[
https://issues.apache.org/jira/browse/SPARK-45769?page=com.atlassian.jira.plugin.system.issuetabpanels:comment-tabpanel&focusedCommentId=18058537#comment-18058537
]
Kamal Kumar commented on SPARK-45769:
-------------------------------------
Was this ever resolved ? we are getting the same with 3.5.5.
> data retrieval fails on executors with spark connect
> ----------------------------------------------------
>
> Key: SPARK-45769
> URL: https://issues.apache.org/jira/browse/SPARK-45769
> Project: Spark
> Issue Type: Bug
> Components: Connect
> Affects Versions: 3.5.0
> Reporter: Steven Ottens
> Priority: Major
>
> We have an OpenShift cluster with Spark and JupyterHub and we use
> Spark-Connect to access Spark from within Jupyter.

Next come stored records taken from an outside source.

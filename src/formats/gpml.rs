//! GPlates markup (GPML) plate polygons.
//!
//! Each plate is a feature under `gml:featureMember`:
//!
//! ```text
//! <gpml:UnclassifiedFeature>          (or ContinentalFragment, DisplacementPoint)
//!   <gml:name>Africa</gml:name>
//!   <gpml:reconstructionPlateId>
//!     <gpml:ConstantValue>
//!       <gpml:value>701</gpml:value>
//!       <gpml:valueType>gpml:plateId</gpml:valueType>
//!   ...
//!   <gml:posList>lat1 lon1 lat2 lon2 ...</gml:posList>
//! ```
//!
//! Note the latitude-first order in `posList`.

use quick_xml::events::Event;
use quick_xml::Reader;
use tracing::warn;

use crate::coordinate::Coordinate;
use crate::error::{PaleoError, Result};
use crate::plates::Plate;

use super::{line_at, ElementStack};

const FEATURE_ELEMENTS: [&str; 3] = ["UnclassifiedFeature", "ContinentalFragment", "DisplacementPoint"];
const PLATE_ID_VALUE_TYPE: &str = "gpml:plateId";

#[derive(Debug, Default)]
struct Feature {
    line: usize,
    name: Option<String>,
    plate_id: Option<String>,
    value_type: Option<String>,
    pos_list: Option<String>,
}

impl Feature {
    fn into_plate(self, source: &str) -> Result<Option<Plate>> {
        let Some(id_text) = self.plate_id else {
            return Ok(None);
        };
        if self.value_type.as_deref() != Some(PLATE_ID_VALUE_TYPE) {
            return Ok(None);
        }
        let Ok(plate_id) = id_text.trim().parse::<u32>() else {
            warn!("Ignoring plate with unparseable id '{}' ({}:{})", id_text, source, self.line);
            return Ok(None);
        };
        let Some(name) = self.name else {
            warn!("Could not find name for plate {} in {} - ignoring plate", plate_id, source);
            return Ok(None);
        };
        let Some(pos_list) = self.pos_list else {
            warn!(
                "Could not find polygon for plate '{}' ({}) in {} - ignoring plate",
                name, plate_id, source
            );
            return Ok(None);
        };
        let polygon = parse_pos_list(&pos_list).map_err(|msg| PaleoError::parse(source, self.line, msg))?;
        Ok(Some(Plate::new(plate_id, &name, polygon)))
    }
}

/// Whitespace-separated `lat lon` pairs.
fn parse_pos_list(text: &str) -> std::result::Result<Vec<Coordinate>, String> {
    let values = text
        .split_whitespace()
        .map(|s| {
            s.parse::<f64>()
                .map_err(|_| format!("error parsing coordinate '{}'", s))
        })
        .collect::<std::result::Result<Vec<f64>, String>>()?;
    if values.len() % 2 != 0 {
        return Err(format!(
            "odd number of values ({}) in posList, expecting latitude/longitude pairs",
            values.len()
        ));
    }
    Ok(values
        .chunks_exact(2)
        .map(|pair| Coordinate::new(pair[0], pair[1]))
        .collect())
}

/// Parse every plate feature in a GPML document.
pub fn parse_plates(xml: &str, source: &str) -> Result<Vec<Plate>> {
    let mut reader = Reader::from_str(xml);
    reader.trim_text(true);

    let mut plates = Vec::new();
    let mut stack = ElementStack::default();
    let mut feature: Option<Feature> = None;
    let mut buf = Vec::new();

    loop {
        match reader.read_event_into(&mut buf) {
            Ok(Event::Start(ref e)) => {
                let local = e.local_name();
                stack.push(local.as_ref());
                if feature.is_none() && FEATURE_ELEMENTS.iter().any(|f| f.as_bytes() == local.as_ref()) {
                    feature = Some(Feature {
                        line: line_at(xml, reader.buffer_position()),
                        ..Default::default()
                    });
                }
            }
            Ok(Event::Text(ref e)) => {
                if let Some(f) = feature.as_mut() {
                    let text = e.unescape()?;
                    if stack.ends_with(&["name"]) && f.name.is_none() {
                        f.name = Some(text.into_owned());
                    } else if stack.ends_with(&["reconstructionPlateId", "ConstantValue", "value"]) {
                        f.plate_id = Some(text.into_owned());
                    } else if stack.ends_with(&["reconstructionPlateId", "ConstantValue", "valueType"]) {
                        f.value_type = Some(text.trim().to_string());
                    } else if stack.ends_with(&["posList"]) {
                        let pos_list = f.pos_list.get_or_insert_with(String::new);
                        if !pos_list.is_empty() {
                            pos_list.push(' ');
                        }
                        pos_list.push_str(&text);
                    }
                }
            }
            Ok(Event::End(ref e)) => {
                stack.pop();
                let local = e.local_name();
                if FEATURE_ELEMENTS.iter().any(|f| f.as_bytes() == local.as_ref())
                    && !FEATURE_ELEMENTS.iter().any(|f| stack.contains(f))
                {
                    if let Some(f) = feature.take() {
                        if let Some(plate) = f.into_plate(source)? {
                            plates.push(plate);
                        }
                    }
                }
            }
            Ok(Event::Eof) => break,
            Err(e) => {
                return Err(PaleoError::parse(
                    source,
                    line_at(xml, reader.buffer_position()),
                    e.to_string(),
                ))
            }
            _ => {}
        }
        buf.clear();
    }

    Ok(plates)
}
//! Paleolatitude CLI.
//!
//! Computes the paleolatitude of a site for an age, an age range or all ages,
//! and prints a summary or a machine-readable block with the full result
//! table and a KML map.

use std::fs::File;
use std::io::{BufWriter, Write};
use std::path::{Path, PathBuf};

use anyhow::{bail, Context};
use clap::Parser;
use tracing::info;
use tracing_subscriber::EnvFilter;

use paleolatitude::dataset::DEFAULT_DATASET_ID;
use paleolatitude::solver::output;
use paleolatitude::{
    known_apwp_datasets, AgeOptions, DataPaths, PaleoLatitude, QueryParameters, ReferenceData,
};

const ABOUT: &str = "\
This is PaleoLatitude version {version} (http://www.paleolatitude.org)

If you use this model, please cite:
  D.J.J. van Hinsbergen, L.V. de Groot, S.J. van Schaik, W. Spakman, P.K. Bijl,
  A. Sluijs, C.G. Langereis, H. Brinkhuis: \"A Paleolatitude Calculator for
  Paleoclimate Studies\", PLoS ONE 10(6), 2015,
  http://doi.org/10.1371/journal.pone.0126946
";

/// Compute the paleolatitude of a site through geological time.
#[derive(Parser, Debug)]
#[command(name = "paleolatitude")]
#[command(version, about, long_about = None)]
struct Cli {
    /// Site latitude in degrees, [-90, 90].
    #[arg(long, allow_negative_numbers = true)]
    site_lat: Option<f64>,

    /// Site longitude in degrees, [-180, 180].
    #[arg(long, allow_negative_numbers = true)]
    site_lon: Option<f64>,

    /// Age of interest in Myr.
    #[arg(long)]
    age: Option<f64>,

    /// Lower end of the age range in Myr; requires --max-age.
    #[arg(long)]
    min_age: Option<f64>,

    /// Upper end of the age range in Myr; requires --min-age.
    #[arg(long)]
    max_age: Option<f64>,

    /// Uncertainty on --age in Myr; the range becomes [age - pm, age + pm].
    #[arg(long, visible_alias = "age-error")]
    age_pm: Option<f64>,

    /// Compute for every age in the rotation model.
    #[arg(long)]
    all_ages: bool,

    /// Directory holding the reference datasets.
    #[arg(long, default_value = "data")]
    data_dir: PathBuf,

    /// Polar wander path dataset id (see --list-apwp-datasets).
    #[arg(long)]
    apwp_dataset: Option<String>,

    /// List the polar wander path datasets in --data-dir and exit.
    #[arg(long)]
    list_apwp_datasets: bool,

    /// Polar wander path CSV; overrides --apwp-dataset.
    #[arg(long)]
    input_apwp_csv: Option<PathBuf>,

    /// Euler rotation CSV; overrides --apwp-dataset.
    #[arg(long)]
    input_euler_rotation_csv: Option<PathBuf>,

    /// Plate polygons (.gpml or .kml).
    #[arg(long)]
    input_plates_file: Option<PathBuf>,

    /// Load reference data from a snapshot instead of the input files.
    #[arg(long)]
    reference_snapshot: Option<PathBuf>,

    /// Save the loaded reference data as a snapshot.
    #[arg(long)]
    write_snapshot: Option<PathBuf>,

    /// Write the result table as CSV.
    #[arg(long)]
    csv_output_file: Option<PathBuf>,

    /// Write the site and plates as KML.
    #[arg(long)]
    kml_output_file: Option<PathBuf>,

    /// Print results in a machine-readable format.
    #[arg(long)]
    machine_readable: bool,

    /// Do not print the about text.
    #[arg(long)]
    skip_about: bool,

    /// Print the about text and exit.
    #[arg(long)]
    about: bool,

    /// 0 = errors, 1 = warnings, 2 = info, 3 = debug, 4 = trace.
    #[arg(long, default_value_t = 2, value_parser = clap::value_parser!(u8).range(0..=4))]
    log_level: u8,
}

impl Cli {
    fn age_options(&self) -> AgeOptions {
        AgeOptions {
            age: self.age,
            age_min: self.min_age,
            age_max: self.max_age,
            age_pm: self.age_pm,
            all_ages: self.all_ages,
        }
    }

    fn data_paths(&self) -> anyhow::Result<DataPaths> {
        let dataset_id = match &self.apwp_dataset {
            Some(id) => {
                let known = known_apwp_datasets(&self.data_dir).with_context(|| {
                    format!("Failed to list datasets in {}", self.data_dir.display())
                })?;
                if !known.contains_key(id) {
                    bail!(
                        "Unknown polar wander path dataset '{}' (known: {})",
                        id,
                        known.keys().cloned().collect::<Vec<_>>().join(", ")
                    );
                }
                id.as_str()
            }
            None => DEFAULT_DATASET_ID,
        };

        let mut paths = DataPaths::for_dataset(&self.data_dir, dataset_id);
        if let Some(p) = &self.input_apwp_csv {
            paths.apwp_csv = p.clone();
        }
        if let Some(p) = &self.input_euler_rotation_csv {
            paths.euler_csv = p.clone();
        }
        if let Some(p) = &self.input_plates_file {
            paths.plates_file = p.clone();
        }
        Ok(paths)
    }
}

fn init_logging(level: u8) {
    let level = match level {
        0 => "error",
        1 => "warn",
        2 => "info",
        3 => "debug",
        _ => "trace",
    };
    let filter = EnvFilter::try_from_default_env().unwrap_or_else(|_| EnvFilter::new(level));
    let _ = tracing_subscriber::fmt()
        .with_env_filter(filter)
        .with_writer(std::io::stderr)
        .try_init();
}

fn create_output(path: &Path) -> anyhow::Result<BufWriter<File>> {
    let file = File::create(path)
        .with_context(|| format!("Failed to create output file {}", path.display()))?;
    Ok(BufWriter::new(file))
}

fn main() -> anyhow::Result<()> {
    let cli = Cli::parse();
    init_logging(cli.log_level);

    if cli.about || !(cli.skip_about || cli.machine_readable) {
        println!("{}", ABOUT.replace("{version}", paleolatitude::VERSION));
    }
    if cli.about {
        return Ok(());
    }

    if cli.list_apwp_datasets {
        let known = known_apwp_datasets(&cli.data_dir)
            .with_context(|| format!("Failed to list datasets in {}", cli.data_dir.display()))?;
        for (id, path) in known {
            println!("{}\t{}", id, path.display());
        }
        return Ok(());
    }

    let data = match &cli.reference_snapshot {
        Some(path) => ReferenceData::load_from_file(path)
            .with_context(|| format!("Failed to load snapshot {}", path.display()))?,
        None => {
            let paths = cli.data_paths()?;
            ReferenceData::load(&paths).context("Failed to load reference data")?
        }
    };

    if let Some(path) = &cli.write_snapshot {
        data.save_to_file(path)
            .with_context(|| format!("Failed to write snapshot {}", path.display()))?;
        if cli.site_lat.is_none() && cli.site_lon.is_none() {
            return Ok(());
        }
    }

    let (Some(lat), Some(lon)) = (cli.site_lat, cli.site_lon) else {
        bail!("Both --site-lat and --site-lon are required");
    };
    let params = QueryParameters::from_options(lat, lon, cli.age_options())?;

    let mut pl = PaleoLatitude::new(data);
    if !pl.compute(&params)? {
        match pl.rejection() {
            Some(reason) => bail!("{}", reason),
            None => bail!("Paleolatitude computation failed"),
        }
    }

    let plate = pl.resolved_plate()?;
    let entries = pl.relevant_entries()?;
    let plates = &pl.data().plates;

    if cli.machine_readable {
        let stdout = std::io::stdout();
        let mut out = stdout.lock();
        output::write_machine_readable(&mut out, &params.site, plate, entries, plates)?;
        out.flush()?;
    } else {
        let summary = pl.paleolatitude()?;
        println!(
            "{}",
            output::summary_line(&params.site, &summary, params.age_years().is_some())
        );
    }

    if let Some(path) = &cli.csv_output_file {
        let mut out = create_output(path)?;
        output::write_csv(&mut out, entries, plates)?;
        out.flush()?;
        info!("Wrote CSV output to {}", path.display());
    }
    if let Some(path) = &cli.kml_output_file {
        let mut out = create_output(path)?;
        output::write_kml(&mut out, &params.site, plate.id, plates)?;
        out.flush()?;
        info!("Wrote KML output to {}", path.display());
    }

    Ok(())
}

This worked fine with
> Spark 3.4.1. However after upgrading to Spark 3.5.0 we were not able to
> access any data in our Delta Tables through Spark. Initially I assumed it was
> a bug in Delta: [https://github.com/delta-io/delta/issues/2235]
> The actual error is
> {code:java}
> SparkConnectGrpcException: (org.apache.spark.SparkException) Job aborted due
> to stage failure: Task 0 in stage 6.0 failed 4 times, most recent failure:
> Lost task 0.3 in stage 6.0 (TID 13) (172.31.15.72 executor 4):
> java.lang.ClassCastException: cannot assign instance of
> java.lang.invoke.SerializedLambda to field
> org.apache.spark.rdd.MapPartitionsRDD.f of type scala.Function3 in instance
> of org.apache.spark.rdd.MapPartitionsRDD{code}
> However after further investigation I discovered that this is a regression in
> Spark 3.5.0. The issue is similar to SPARK-36917, however I am not using any
> custom functions, nor any other classes than spark-connect, and this setup
> used to work in 3.4.1. The issue only occurs when remote executors are used
> in a kubernetes environment. Running a plain Spark-Connect eg
> {code:java}
> ./sbin/start-connect-server.sh --packages
> org.apache.spark:spark-connect_2.12:3.5.0{code}
> doesn't produce the error.
> The issue occurs both in a full OpenShift cluster as in a tiny minikube
> setup. The steps to reproduce are based on the minikube setup.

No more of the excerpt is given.